Unluckily, my most recent such experience happened right before Ms. Ford’s story was made public. So, as a news hound–particularly about this Supreme Court nominee who by all accounts was no friend to womankind even before the allegations of sexual misconduct and violence began–I have been observing daily how the nation and its leaders react to these women who have suffered sexual abuse at the same time as I come to terms with what happened to me.
There has been a lot of yelling, throwing things, and crying while listening to this portion of the news. I couldn’t initially figure out why this unfolding story has been caustic to my sense of safety. And then last night–the night before Ms. Ford went to testify in front of the country and the world–I found myself saying, “Tomorrow we find out whether they believe us. And whether it matters.”
I find I have developed this sense of identification and communal identity with other survivors such that what happens to Christine feels like it’s happening to me. In the absence of an acknowledgement of my pain from the client who is responsible, in this case, I look to how the nation treats her as a referendum on my own experience.

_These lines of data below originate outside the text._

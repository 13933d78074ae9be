//! Versioned snapshot contract shared with the rendering consumer.
//!
//! `generate` serializes a [`crate::graph::LinkGraph`] into the artifact the
//! renderer reads; `verify` diffs a persisted artifact against a fresh
//! build. The artifact layout is a compatibility surface: field names,
//! ordering, and edge classification must stay stable within a
//! [`CONTRACT_VERSION`].

pub mod classify;
pub mod snapshot;
pub mod verify;

pub use classify::{EdgeType, classify_edge};
pub use snapshot::{Snapshot, SnapshotEdge, SnapshotNode, generate, read_snapshot, write_snapshot};
pub use verify::{MissingSnapshot, VerifyOutcome, VerifyReport, VerifyStatus, diff_snapshot, verify_snapshot};

/// Contract version written into every artifact and report.
pub const CONTRACT_VERSION: &str = "1.1";

/// Default artifact file name.
pub const DEFAULT_SNAPSHOT_FILE: &str = "graph.snapshot.json";

/// UTC timestamp with seconds precision, as written into artifacts.
#[must_use]
pub fn format_timestamp(at: chrono::DateTime<chrono::Utc>) -> String {
    at.format("%Y-%m-%dT%H:%M:%SZ").to_string()
}
//! Graph construction from a loaded corpus.
//!
//! ## Edge Direction
//!
//! An edge `A → B` means "document A links to document B".
//!
//! ## What Is Dropped
//!
//! - links whose target resolves to nothing (the integrity checker reports
//!   those; the analytic graph stays free of dangling edges),
//! - links resolving to the source document itself,
//! - repeated links from one document to the same target.

#![allow(clippy::module_name_repetitions)]

use std::collections::BTreeSet;
use std::path::PathBuf;

use serde::{Deserialize, Serialize};
use tracing::{debug, info, instrument, warn};

use crate::corpus::{Corpus, Document};
use crate::graph::resolve::Resolver;
use crate::parse::{extract_links, sanitize};

/// One published document as a graph node.
#[derive(Debug, Clone, PartialEq, Eq, Serialize, Deserialize)]
pub struct Node {
    pub id: String,
    pub short_key: String,
    pub title: String,
    #[serde(skip)]
    pub rel_path: PathBuf,
}

impl Node {
    #[must_use]
    pub fn from_document(doc: &Document) -> Self {
        Self {
            id: doc.id.clone(),
            short_key: doc.short_key.clone(),
            title: doc.title.clone(),
            rel_path: doc.rel_path.clone(),
        }
    }
}

/// A resolved, non-self-referential link.
#[derive(Debug, Clone, PartialEq, Eq, Hash, PartialOrd, Ord, Serialize, Deserialize)]
pub struct Edge {
    pub source: String,
    pub target: String,
}

impl Edge {
    #[must_use]
    pub fn new(source: impl Into<String>, target: impl Into<String>) -> Self {
        Self {
            source: source.into(),
            target: target.into(),
        }
    }

    /// `source→target`, the form used in drift reports.
    #[must_use]
    pub fn arrow(&self) -> String {
        format!("{}→{}", self.source, self.target)
    }
}

/// Counters collected while building; useful for logs and diagnostics.
#[derive(Debug, Clone, Copy, Default, PartialEq, Eq, Serialize)]
pub struct BuildCounters {
    pub links_seen: usize,
    pub unresolved: usize,
    pub self_links: usize,
    pub duplicates: usize,
}

/// Node set and edge list of a corpus.
///
/// Nodes are sorted by id and edges by `(source, target)`, so two builds of
/// unchanged input compare equal and serialize identically.
#[derive(Debug, Clone, PartialEq, Eq)]
pub struct LinkGraph {
    pub nodes: Vec<Node>,
    pub edges: Vec<Edge>,
    pub counters: BuildCounters,
}

impl LinkGraph {
    /// Build the graph for every published document in `corpus`.
    #[instrument(skip(corpus), fields(documents = corpus.documents.len()))]
    #[must_use]
    pub fn build(corpus: &Corpus) -> Self {
        let resolver = Resolver::new(&corpus.documents);

        let mut nodes: Vec<Node> = Vec::with_capacity(corpus.documents.len());
        let mut seen_ids: BTreeSet<&str> = BTreeSet::new();
        for doc in &corpus.documents {
            if seen_ids.insert(doc.id.as_str()) {
                nodes.push(Node::from_document(doc));
            } else {
                warn!(id = %doc.id, path = %doc.rel_path.display(), "duplicate node id, keeping first");
            }
        }

        let mut edges: BTreeSet<Edge> = BTreeSet::new();
        let mut counters = BuildCounters::default();

        for doc in &corpus.documents {
            let clean = sanitize(doc.text());
            let mut targets: BTreeSet<&str> = BTreeSet::new();

            for raw in extract_links(&clean) {
                counters.links_seen += 1;
                let Some(hit) = resolver.resolve(raw) else {
                    counters.unresolved += 1;
                    debug!(source = %doc.id, target = raw, "unresolved link dropped");
                    continue;
                };
                if hit.id == doc.id {
                    counters.self_links += 1;
                    continue;
                }
                if !targets.insert(hit.id) {
                    counters.duplicates += 1;
                    continue;
                }
                edges.insert(Edge::new(doc.id.as_str(), hit.id));
            }
        }

        nodes.sort_by(|a, b| a.id.cmp(&b.id));

        let graph = Self {
            nodes,
            edges: edges.into_iter().collect(),
            counters,
        };

        info!(
            nodes = graph.nodes.len(),
            edges = graph.edges.len(),
            unresolved = counters.unresolved,
            hash = %graph.content_hash(),
            "link graph built"
        );

        graph
    }

    /// Assemble a graph from parts, normalizing order and dropping
    /// self-loops, duplicates, and edges with unknown endpoints.
    #[must_use]
    pub fn from_parts(mut nodes: Vec<Node>, edges: impl IntoIterator<Item = Edge>) -> Self {
        nodes.sort_by(|a, b| a.id.cmp(&b.id));
        nodes.dedup_by(|a, b| a.id == b.id);

        let ids: BTreeSet<&str> = nodes.iter().map(|n| n.id.as_str()).collect();
        let edges: BTreeSet<Edge> = edges
            .into_iter()
            .filter(|e| e.source != e.target)
            .filter(|e| ids.contains(e.source.as_str()) && ids.contains(e.target.as_str()))
            .collect();

        Self {
            nodes,
            edges: edges.into_iter().collect(),
            counters: BuildCounters::default(),
        }
    }

    #[must_use]
    pub fn node(&self, id: &str) -> Option<&Node> {
        self.nodes
            .binary_search_by(|n| n.id.as_str().cmp(id))
            .ok()
            .map(|idx| &self.nodes[idx])
    }

    #[must_use]
    pub fn node_count(&self) -> usize {
        self.nodes.len()
    }

    #[must_use]
    pub fn edge_count(&self) -> usize {
        self.edges.len()
    }

    /// BLAKE3 hash over the sorted node ids and edges.
    #[must_use]
    pub fn content_hash(&self) -> String {
        let mut hasher = blake3::Hasher::new();
        for node in &self.nodes {
            hasher.update(node.id.as_bytes());
            hasher.update(b"\n");
        }
        hasher.update(b"--\n");
        for edge in &self.edges {
            hasher.update(edge.source.as_bytes());
            hasher.update(b"\t");
            hasher.update(edge.target.as_bytes());
            hasher.update(b"\n");
        }
        format!("blake3:{}", hasher.finalize().to_hex())
    }
}
//! Document corpus: directory walk, metadata headers, and slugs.
//!
//! ```text
//! root/
//!   ├─ arch/Root.md        → id "arch/Root", short key "root"
//!   ├─ _quarantine/old.md  → excluded (any segment match)
//!   └─ draft.md            → skipped when `dg-publish: false`
//! ```

pub mod header;
pub mod loader;
pub mod slug;

pub use header::{HeaderFormat, Metadata};
pub use loader::{Corpus, Document, FileIssue, load_corpus};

It was the same thing in November 2016. Just before the election, I had had a terrifying experience with a client–a republican–who was highly amused with saying, “What did he say? ‘Grab ’em by the pussy’?” while his fingers were actually inside my pussy. In that case, I actually did say no. I told him that if he repeated that phrase, I would ask him to leave. And he did repeat it. And I didn’t ask. I finished the session anyway. And I woke up the next morning in a world of psychological pain and wrote him an e-mail. Eventually, he grudgingly admitted that it hadn’t been boy scout behavior, obviously without comprehending the full impact of his actions. But that didn’t make me feel less violated or more safe. And then DJT won the election, and I spent November 9th screaming that the only possible interpretation of that election was that Americans don’t give a fuck about women. We have gone nowhere in the fight for equality. And I’ve been in denial about his presidency ever since. Every time someone calls him the president, I have a moment of confusion–“Obama?” No. The world we live in today is much, much more frightening for women than on November 7th, 2016.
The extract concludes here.